Due to the low credit interest rates, more and more private investors are considering investing in equity, bond and commodity markets. There, the courses have developed in the past years, mostly magnificent, which makes an entry tempting.
In recent months, we have repeatedly advised to rethink such engagements well, because the rates are already so high. Anyone who has kept their fingers off such investments should now be happy. In the past few weeks there have been several and at the same time very good corrections.
Market development at a glance
Especially at the Dax last went back and forth. A few weeks ago, I’ve dropped from over 12,000 to less than 11,000. Since then he has been moving with strong fluctuations between these two counts.
The situation is similar for bonds. , There were significant corrections, especially for papers with longer maturities. Some investors who have invested there to beat time deposits are currently facing losses.
Interesting in this context is the lack of reaction of the stock markets
Even greater corrections have occurred in some commodities, especially those that are significant to the industry. Copper and crude oil, in particular, have lost much of their value. Interesting in this context is the lack of reaction of the stock markets. Although industrial companies can now produce more cheaply, their prices are hardly rising.

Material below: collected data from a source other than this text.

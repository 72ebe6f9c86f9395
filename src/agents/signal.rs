use crate::agents::Agent;

pub struct SignalAgent;

impl Agent for SignalAgent {
    fn name(&self) -> &str {
        "Signal-Agent"
    }

    fn system_prompt(&self) -> &str {
        concat!(
            "You are an expert XAUUSD trading assistant. ",
            "Analyze the market data and provide trading signals. ",
            "Reply with pure JSON format only: {\"action\":\"BUY|SELL|HOLD\",\"lot\":0.01,\"reason\":\"brief explanation\"}. ",
            "Never add extra text outside the JSON structure."
        )
    }
}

In the precious metals, it has caught the gold in particular. The troy ounce has lost in value immensely in recent weeks and an end to the trend does not seem to be in sight.
There were significant corrections and more likely to follow. In addition, it is not clear whether the markets will climb back up or whether the time of the bulls is over for the time being. Investors should therefore be careful and in case of doubt, wait and see. In the meantime, they can park their money on overnight money accounts and thus protect against the currently relatively low inflation.